* Task brief
Pull every line containing "bytes" from the data.

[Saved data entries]
....
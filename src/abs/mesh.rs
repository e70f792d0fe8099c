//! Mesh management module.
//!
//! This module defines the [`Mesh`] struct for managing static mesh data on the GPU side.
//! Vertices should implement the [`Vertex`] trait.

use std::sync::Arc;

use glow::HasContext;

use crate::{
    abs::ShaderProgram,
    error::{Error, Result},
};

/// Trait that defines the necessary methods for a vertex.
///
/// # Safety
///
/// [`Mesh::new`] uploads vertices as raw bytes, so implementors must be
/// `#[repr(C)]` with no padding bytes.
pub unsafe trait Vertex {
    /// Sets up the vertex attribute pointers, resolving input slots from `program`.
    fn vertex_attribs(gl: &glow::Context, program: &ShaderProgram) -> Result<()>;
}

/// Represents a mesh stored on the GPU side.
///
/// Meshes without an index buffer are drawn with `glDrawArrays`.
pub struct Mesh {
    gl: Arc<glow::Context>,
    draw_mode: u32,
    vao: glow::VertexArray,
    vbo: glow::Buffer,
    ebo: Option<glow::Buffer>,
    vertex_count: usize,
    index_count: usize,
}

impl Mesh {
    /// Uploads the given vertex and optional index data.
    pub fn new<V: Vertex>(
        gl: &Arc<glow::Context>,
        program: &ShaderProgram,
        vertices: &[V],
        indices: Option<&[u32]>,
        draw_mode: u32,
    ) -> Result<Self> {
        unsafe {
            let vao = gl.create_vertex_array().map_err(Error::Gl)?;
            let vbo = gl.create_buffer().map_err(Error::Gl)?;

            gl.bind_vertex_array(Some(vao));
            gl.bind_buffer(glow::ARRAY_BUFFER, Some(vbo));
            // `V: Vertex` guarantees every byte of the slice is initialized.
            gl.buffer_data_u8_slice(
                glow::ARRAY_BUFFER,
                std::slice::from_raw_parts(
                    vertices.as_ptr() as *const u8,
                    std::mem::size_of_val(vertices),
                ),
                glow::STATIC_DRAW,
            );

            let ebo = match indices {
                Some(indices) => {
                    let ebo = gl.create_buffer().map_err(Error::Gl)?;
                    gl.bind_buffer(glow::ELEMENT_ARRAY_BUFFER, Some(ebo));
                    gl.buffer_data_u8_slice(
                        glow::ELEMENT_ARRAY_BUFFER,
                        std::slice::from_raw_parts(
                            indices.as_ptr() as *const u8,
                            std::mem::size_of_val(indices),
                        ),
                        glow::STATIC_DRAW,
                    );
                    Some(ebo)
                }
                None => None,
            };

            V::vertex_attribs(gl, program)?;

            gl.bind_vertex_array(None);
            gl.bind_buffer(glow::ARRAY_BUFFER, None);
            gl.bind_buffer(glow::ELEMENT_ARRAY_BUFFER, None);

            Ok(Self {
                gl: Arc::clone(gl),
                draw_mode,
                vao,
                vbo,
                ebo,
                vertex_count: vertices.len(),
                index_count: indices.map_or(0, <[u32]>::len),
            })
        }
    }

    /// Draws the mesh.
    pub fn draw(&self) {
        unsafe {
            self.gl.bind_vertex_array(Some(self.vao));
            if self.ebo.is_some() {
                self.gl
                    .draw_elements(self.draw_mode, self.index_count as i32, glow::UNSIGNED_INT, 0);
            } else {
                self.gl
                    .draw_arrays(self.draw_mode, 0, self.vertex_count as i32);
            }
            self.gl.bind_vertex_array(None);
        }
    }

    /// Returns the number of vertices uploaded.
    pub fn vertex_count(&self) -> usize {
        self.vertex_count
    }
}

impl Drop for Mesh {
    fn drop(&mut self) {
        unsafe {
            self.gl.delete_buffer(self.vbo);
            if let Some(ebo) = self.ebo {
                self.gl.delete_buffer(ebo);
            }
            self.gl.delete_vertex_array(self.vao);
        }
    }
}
....
* Task output
/// [`Mesh::new`] uploads vertices as raw bytes, so implementors must be
/// `#[repr(C)]` with no padding bytes.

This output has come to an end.